- Exercise prompt:
Copy out each line below in which the string "iter" appears.

- Dataset records:
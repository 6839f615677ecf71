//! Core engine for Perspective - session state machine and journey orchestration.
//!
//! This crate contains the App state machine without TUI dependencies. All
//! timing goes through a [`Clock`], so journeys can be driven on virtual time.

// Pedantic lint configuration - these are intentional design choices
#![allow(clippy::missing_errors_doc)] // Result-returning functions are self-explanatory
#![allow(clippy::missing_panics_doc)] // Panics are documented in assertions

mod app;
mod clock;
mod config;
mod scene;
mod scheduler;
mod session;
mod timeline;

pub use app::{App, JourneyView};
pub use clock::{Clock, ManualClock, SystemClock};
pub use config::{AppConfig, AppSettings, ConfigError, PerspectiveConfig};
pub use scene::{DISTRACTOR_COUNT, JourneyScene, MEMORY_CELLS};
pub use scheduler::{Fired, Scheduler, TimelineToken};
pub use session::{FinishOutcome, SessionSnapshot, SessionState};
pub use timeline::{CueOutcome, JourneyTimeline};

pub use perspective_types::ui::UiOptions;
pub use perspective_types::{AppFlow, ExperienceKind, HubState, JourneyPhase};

==

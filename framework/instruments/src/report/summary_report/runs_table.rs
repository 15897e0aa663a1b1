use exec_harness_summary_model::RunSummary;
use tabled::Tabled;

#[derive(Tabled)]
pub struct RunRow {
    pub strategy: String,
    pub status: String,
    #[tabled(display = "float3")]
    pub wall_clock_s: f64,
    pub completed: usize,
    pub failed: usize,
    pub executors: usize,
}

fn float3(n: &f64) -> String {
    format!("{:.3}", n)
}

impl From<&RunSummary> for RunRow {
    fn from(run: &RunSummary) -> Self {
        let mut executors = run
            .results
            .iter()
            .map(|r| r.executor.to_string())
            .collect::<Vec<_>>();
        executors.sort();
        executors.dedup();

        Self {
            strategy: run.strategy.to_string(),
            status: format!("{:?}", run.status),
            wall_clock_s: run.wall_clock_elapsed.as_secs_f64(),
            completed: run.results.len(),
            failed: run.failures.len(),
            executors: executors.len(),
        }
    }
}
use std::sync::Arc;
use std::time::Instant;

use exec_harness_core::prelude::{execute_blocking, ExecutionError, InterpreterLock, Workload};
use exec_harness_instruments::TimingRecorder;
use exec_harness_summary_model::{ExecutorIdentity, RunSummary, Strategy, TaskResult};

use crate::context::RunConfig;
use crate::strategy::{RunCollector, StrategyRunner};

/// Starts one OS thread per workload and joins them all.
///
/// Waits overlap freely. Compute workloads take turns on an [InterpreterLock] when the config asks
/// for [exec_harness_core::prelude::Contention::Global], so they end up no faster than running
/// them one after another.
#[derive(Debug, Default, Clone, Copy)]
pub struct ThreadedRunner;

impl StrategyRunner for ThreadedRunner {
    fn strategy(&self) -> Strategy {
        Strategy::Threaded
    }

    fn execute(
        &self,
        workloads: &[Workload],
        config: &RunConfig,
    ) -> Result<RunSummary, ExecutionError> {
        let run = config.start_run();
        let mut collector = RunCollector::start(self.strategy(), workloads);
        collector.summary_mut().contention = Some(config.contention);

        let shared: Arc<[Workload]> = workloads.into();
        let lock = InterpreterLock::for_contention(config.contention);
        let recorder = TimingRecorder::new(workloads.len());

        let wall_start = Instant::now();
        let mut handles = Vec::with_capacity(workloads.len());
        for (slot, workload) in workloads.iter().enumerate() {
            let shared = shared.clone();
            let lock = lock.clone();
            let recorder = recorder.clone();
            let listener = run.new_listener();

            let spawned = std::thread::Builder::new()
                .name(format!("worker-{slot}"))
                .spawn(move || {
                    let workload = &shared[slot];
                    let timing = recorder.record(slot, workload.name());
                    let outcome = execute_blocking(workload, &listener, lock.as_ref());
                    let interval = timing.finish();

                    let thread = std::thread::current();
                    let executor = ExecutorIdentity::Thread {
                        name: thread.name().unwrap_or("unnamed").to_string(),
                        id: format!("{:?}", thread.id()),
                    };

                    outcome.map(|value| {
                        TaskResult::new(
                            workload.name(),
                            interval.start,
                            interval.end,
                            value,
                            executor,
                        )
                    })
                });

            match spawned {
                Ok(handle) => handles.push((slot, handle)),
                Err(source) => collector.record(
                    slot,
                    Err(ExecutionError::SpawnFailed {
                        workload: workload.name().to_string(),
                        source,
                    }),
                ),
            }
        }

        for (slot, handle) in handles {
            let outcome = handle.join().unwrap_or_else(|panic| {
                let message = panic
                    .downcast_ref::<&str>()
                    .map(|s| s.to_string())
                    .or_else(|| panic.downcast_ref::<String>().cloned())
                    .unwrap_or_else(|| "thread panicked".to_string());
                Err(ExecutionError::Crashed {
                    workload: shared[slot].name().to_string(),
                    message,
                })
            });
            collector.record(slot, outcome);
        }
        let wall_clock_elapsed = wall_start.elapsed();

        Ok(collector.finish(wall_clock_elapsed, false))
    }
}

- Exercise answer:
            .iter()
        for (slot, workload) in workloads.iter().enumerate() {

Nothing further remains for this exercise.